Key Takeaways
- Atlassian plans to eliminate approximately 10% of its workforce, impacting 1,460–1,600 employees, as part of a strategic realignment toward AI and enterprise sales growth.
- Chief Executive Mike Cannon-Brookes shared his internal staff communication publicly, describing the choice as essential yet challenging.
- Affected workers will get a $1,000 technology allowance, expedited bonus payments, half-year healthcare extension, and complete parental leave compensation.
- TEAM shares climbed approximately 2.4–2.5% during premarket hours after the disclosure.
- BTIG researchers indicate the reductions reflect an industry-wide transition toward AI-powered workforce optimization in the software sector.
Atlassian (TEAM) revealed plans Thursday to reduce its workforce by roughly 10%, eliminating between 1,460 and 1,600 positions as the enterprise software provider accelerates its transformation toward artificial intelligence capabilities and enterprise customer acquisition.
The Sydney-based technology firm reported approximately 14,626 employees during its latest quarterly filing. This workforce adjustment will roll back staffing levels to those seen in the beginning of 2025.
Chief Executive Mike Cannon-Brookes disclosed the workforce reduction through an internal communication — which he subsequently made available to the public. Such transparency remains relatively uncommon in corporate restructurings.
“Decisions require heart and balance,” Cannon-Brookes stated, positioning the action as the “right [but] hard” decision. He deliberately rejected characterizations that AI simply displaces workers, while recognizing it fundamentally alters the skill requirements and position quantities the organization requires.
Impacted employees will be provided with a $1,000 technology allowance following the return of company equipment, accelerated bonus disbursements, six-month healthcare benefit continuation, and complete paid parental leave settlements.
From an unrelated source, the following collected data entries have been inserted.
//! Configuration file handling.
//!
//! The configuration is a flat TOML file, by default `~/.config/vaultcli/vaultcli.toml`.
//! Options outside of the known set are kept, so `config set` works for arbitrary
//! `section.option` keys.

use std::path::{Path, PathBuf};

use serde::{Deserialize, Serialize};
use thiserror::Error;
use tracing::{debug, info};
use vaultcli_crypto::WrapScheme;

#[derive(Debug, Error)]
pub(crate) enum ConfigError {
    #[error("Config directory not found (HOME environment variable not set)")]
    ConfigDirNotFound,

    #[error(
        "New config file created in '{0}'.\nPlease edit it and set your custom parameters."
    )]
    Created(PathBuf),

    #[error("vaultcli config file '{path}' is corrupted.\n{source}")]
    Corrupted {
        path: PathBuf,
        source: toml::de::Error,
    },

    #[error("Your config file '{0}' is invalid, please check it.")]
    Invalid(PathBuf),

    #[error("You can only specify an 'option' or 'section.option', got '{0}'")]
    InvalidOption(String),

    #[error("'{value}' is not a valid value for {option}, expected true or false")]
    InvalidValue { option: String, value: String },

    #[error("{0} is not defined in config")]
    NotDefined(String),

    #[error("vaultcli cannot write in config file.\n{0}")]
    Write(#[source] std::io::Error),

    #[error("vaultcli have a problem reading your keyfile '{path}'.\n{source}")]
    KeyFile {
        path: PathBuf,
        source: std::io::Error,
    },

    #[error(transparent)]
    Serialize(#[from] toml::ser::Error),

    #[error("IO error: {0}")]
    Io(#[from] std::io::Error),
}

/// Settings read by the commands.
#[derive(Debug, Clone, PartialEq, Eq, Serialize, Deserialize)]
#[serde(default)]
pub(crate) struct Config {
    pub(crate) email: String,
    pub(crate) server: String,
    /// Private key file, or the passphrase file with the symmetric scheme
    pub(crate) key: PathBuf,
    pub(crate) public_key: Option<PathBuf>,
    /// Accept invalid TLS certificates. Only used when talking to `server`, the offline
    /// commands keep it as is.
    pub(crate) insecure: bool,
    pub(crate) wrap_scheme: WrapScheme,
}

impl Default for Config {
    fn default() -> Self {
        Self {
            email: "user@example.com".to_owned(),
            server: "https://example.com".to_owned(),
            key: PathBuf::from("vaultier.key"),
            public_key: None,
            insecure: false,
            wrap_scheme: WrapScheme::default(),
        }
    }
}

/// A configuration file on disk.
pub(crate) struct ConfigFile {
    path: PathBuf,
    table: toml::Table,
}

impl ConfigFile {
    /// Open the file at `path`, or at the default location.
    ///
    /// When the default file does not exist a new one is written and [ConfigError::Created] is
    /// returned so the user gets a chance to edit it first.
    pub(crate) fn open(path: Option<&Path>) -> Result<Self, ConfigError> {
        let path = match path {
            Some(path) => path.to_path_buf(),
            None => default_config_path()?,
        };

        if !path.exists() {
            create_default(&path)?;
            return Err(ConfigError::Created(path));
        }

        let content = std::fs::read_to_string(&path)?;
        let table = content
            .parse::<toml::Table>()
            .map_err(|source| ConfigError::Corrupted {
                path: path.clone(),
                source,
            })?;
        debug!(path = %path.display(), "Loaded config file");

        Ok(Self { path, table })
    }

    pub(crate) fn path(&self) -> &Path {
        &self.path
    }

    /// The typed settings, checking that the main values are present.
    pub(crate) fn config(&self) -> Result<Config, ConfigError> {
        let config = toml::Value::Table(self.table.clone())
            .try_into::<Config>()
            .map_err(|_| ConfigError::Invalid(self.path.clone()))?;

        if config.email.is_empty()
            || config.server.is_empty()
            || config.key.as_os_str().is_empty()
        {
            return Err(ConfigError::Invalid(self.path.clone()));
        }
        Ok(config)
    }

    /// Resolve a path from the configuration, relative ones start at the config directory.
    pub(crate) fn resolve(&self, path: &Path) -> PathBuf {
        match self.path.parent() {
            Some(dir) if path.is_relative() => dir.join(path),
            _ => path.to_path_buf(),
        }
    }

    /// Value of `option` or `section.option`.
    pub(crate) fn get(&self, option: &str) -> Result<String, ConfigError> {
        let (section, key) = split_option(option)?;
        let table = match section {
            Some(section) => self.table.get(section).and_then(toml::Value::as_table),
            None => Some(&self.table),
        };

        match table.and_then(|t| t.get(key)) {
            Some(toml::Value::String(s)) if !s.is_empty() => Ok(s.clone()),
            Some(toml::Value::String(_)) | None => Err(ConfigError::NotDefined(option.to_owned())),
            Some(value) => Ok(value.to_string()),
        }
    }

    /// Set `option` or `section.option` and write the file.
    pub(crate) fn set(&mut self, option: &str, value: &str) -> Result<(), ConfigError> {
        let (section, key) = split_option(option)?;
        let table = match section {
            Some(section) => self
                .table
                .entry(section)
                .or_insert(toml::Value::Table(toml::Table::new()))
                .as_table_mut()
                .ok_or_else(|| ConfigError::InvalidOption(option.to_owned()))?,
            None => &mut self.table,
        };
        table.insert(key.to_owned(), parse_value(section, key, value)?);

        let content = toml::to_string(&self.table)?;
        std::fs::write(&self.path, content).map_err(ConfigError::Write)?;
        info!(option, "Updated config file");
        Ok(())
    }
}

fn split_option(option: &str) -> Result<(Option<&str>, &str), ConfigError> {
    let parts: Vec<&str> = option.split('.').collect();
    match parts.as_slice() {
        [key] if !key.is_empty() => Ok((None, *key)),
        [section, key] if !section.is_empty() && !key.is_empty() => Ok((Some(*section), *key)),
        _ => Err(ConfigError::InvalidOption(option.to_owned())),
    }
}

/// Top level options stored as TOML booleans, everything else is kept as a string.
const BOOL_OPTIONS: &[&str] = &["insecure"];

fn parse_value(section: Option<&str>, key: &str, value: &str) -> Result<toml::Value, ConfigError> {
    if section.is_none() && BOOL_OPTIONS.contains(&key) {
        return value
            .parse::<bool>()
            .map(toml::Value::Boolean)
            .map_err(|_| ConfigError::InvalidValue {
                option: key.to_owned(),
                value: value.to_owned(),
            });
    }
    Ok(toml::Value::String(value.to_owned()))
}

fn create_default(path: &Path) -> Result<(), ConfigError> {
    if let Some(dir) = path.parent() {
        std::fs::create_dir_all(dir)?;
    }
    let content = toml::to_string(&Config::default())?;
    std::fs::write(path, content).map_err(ConfigError::Write)?;

    #[cfg(unix)]
    {
        use std::os::unix::fs::PermissionsExt;
        let perms = std::fs::Permissions::from_mode(0o600);
        std::fs::set_permissions(path, perms)?;
    }

    Ok(())
}

/// Get the default config file location
fn default_config_path() -> Result<PathBuf, ConfigError> {
    #[cfg(target_os = "windows")]
    {
        let appdata = std::env::var("APPDATA").map_err(|_| ConfigError::ConfigDirNotFound)?;
        Ok(PathBuf::from(appdata).join("vaultcli").join("vaultcli.toml"))
    }

    #[cfg(not(target_os = "windows"))]
    {
        let home = std::env::var("HOME").map_err(|_| ConfigError::ConfigDirNotFound)?;
        Ok(PathBuf::from(home)
            .join(".config")
            .join("vaultcli")
            .join("vaultcli.toml"))
    }
}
Wall Street Responds Favorably
TEAM shares advanced roughly 2.4% to 2.5% during premarket sessions following the disclosure. This positive market response to layoff news has become increasingly common — Block (XYZ) soared 17% the previous month following its announcement of 40% staff reductions citing comparable AI-driven rationale.
TEAM has experienced significant headwinds recently. Shares remain down approximately 77% from peak valuations achieved last year and have declined roughly 51% year-to-date.
Expert Analysis
BTIG researchers characterized the workforce reductions as “less like a surprise and more like a matter of not if, but when.” The investment firm highlighted Atlassian’s disproportionately elevated research and development expenditures relative to companies with similar growth trajectories.
The research team also suggested these cuts might represent an inflection point in Atlassian’s journey toward achieving GAAP profitability — a milestone the organization has yet to accomplish. Equity-based compensation consumed 26% of revenue during fiscal year 2025.
Atlassian produces more than $5 billion in annual revenue, though has traditionally emphasized expansion over profitability metrics. The personnel reduction, according to BTIG’s assessment, represents a meaningful departure from that strategic approach.
The software company maintained its third-quarter financial projections concurrent with the workforce announcement, which BTIG noted was predictable considering approximately three weeks remain in the reporting period.
Resources recovered through the headcount optimization will be allocated toward artificial intelligence development initiatives and enterprise sales force expansion, per Cannon-Brookes.